Monday, November 8, 2010

You Want Me To Take What?

 by Shawn Strasburg

            “When am I ever going to use these skills?” A question posed by many people as they take the classes required for a college degree. Often times, college skills or knowledge can seem useless in light of a chosen career path. For centuries colleges have required specific course work and students have paid in time, money, study stress, and sleepless nights. Questions to the need of courses are not limited to mathematics and natural sciences; the worth of humanities, social sciences and communication are also often pondered.
            I believe knowledge can be summed up in two ways; information you know, and information you know how to find. At Fort Hays State an interesting idea was posed by a Professor to her students. The idea was not to teach a student information, but to teach a student how to find information.
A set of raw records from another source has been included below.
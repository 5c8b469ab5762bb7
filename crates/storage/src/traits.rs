use crate::error::StorageError;

/// Key-value port the ledger persists its sessions through. Backends must
/// be shareable across threads; writes go through `&self`.
pub trait PreferenceStore: Send + Sync {
    fn get(&self, key: &str) -> Result<Option<String>, StorageError>;

    fn set(&self, key: &str, value: &str) -> Result<(), StorageError>;

    fn remove(&self, key: &str) -> Result<(), StorageError>;

    /// All stored keys starting with `prefix`, in ascending order.
    fn keys_with_prefix(&self, prefix: &str) -> Result<Vec<String>, StorageError>;
}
With an innumerable amount of facts and statistics, it becomes exceedingly hard to determine what information should be taught to students in order to prepare them for a career. This dilemma is compounded yearly as technology continues to evolve to the point that by the time a text book is written, some of the information is obsolete. With all of this data, it becomes impossible to retain much of the information you will need to perform a job.
            I first found myself questioning the need for college algebra when I started doing mathematical formulas I had not needed in 18 years of employment. Then I read Total Money Makeover by Dave Ramsey. In it, he has an example of compound interest. If $1,000 is invested at 6% for 40 years the end result is $10,285. At 18% interest, $1,000 grows to $750,378. Wow, math suddenly became more interesting and I promptly walked down to Professor Chad Swanson’s office and asked for the formula to figure compound interest. He found it in the Trigonometry book and copied it on a piece of paper for me. I have no illusions of making 18% interest; however, my credit cards’ interest rates are pretty close. I quickly cut up the cards that I was paying such a ridiculous rate on. In Money magazine, Nov. 2010 page 75 it states that by paying $1,000 down on a credit card, on average it effectively returned at 14%, and that was certainly figured out using math.
            When I decided to write this paper I interviewed two Professors. Once again I stopped into Professor Swanson’s office to find some more facts on Algebra. He agreed that in many careers higher math would never be required. Yet as the conversation continued on I found many other benefits. One that I would not have considered was free thinking, the proverbial thinking outside the box. As with many of the courses in college, different ways of dealing with situations are taught. In Construction you may use the Pythagoras Theorem of a2 + b2 = c2 to square a house and never know it (the 3 4 5 method). Yet in 10 years of construction I never divided rational expressions. However, learning how to think beyond what is normal can be quite beneficial. When you are 40 miles from town with the wrong part or tool, by altering your thought process you can often improvise a technique or repair, saving time and money.
            In hunting, target shooting, cooking, and animal husbandry mathematical formulas can be invaluable. Math, as a foreign language, is not learned over night. Often times the steps taken to get to a reasonable use of the skills can be frustrating. The point of being able to figure out the trajectory of a 175 grain bullet with a ballistic coefficient of .608 shot 500 yards through a 10 mph cross-wind from an elevation of 6500 feet to an elevation of 6000 feet at 3200 fps with a temperature of 32 degrees and humidity of 30%, is not in the first few weeks of algebra. However, if you had just spent $10,000 on a hunting trip, it would be nice to know how to place a shot by having certain scenarios computed ahead of time. If you have some hobby animals and want to care for them, it would save a lot of money to be able to follow dosage instructions and doctor the animals yourself. As you can see even in hobbies math can be very useful.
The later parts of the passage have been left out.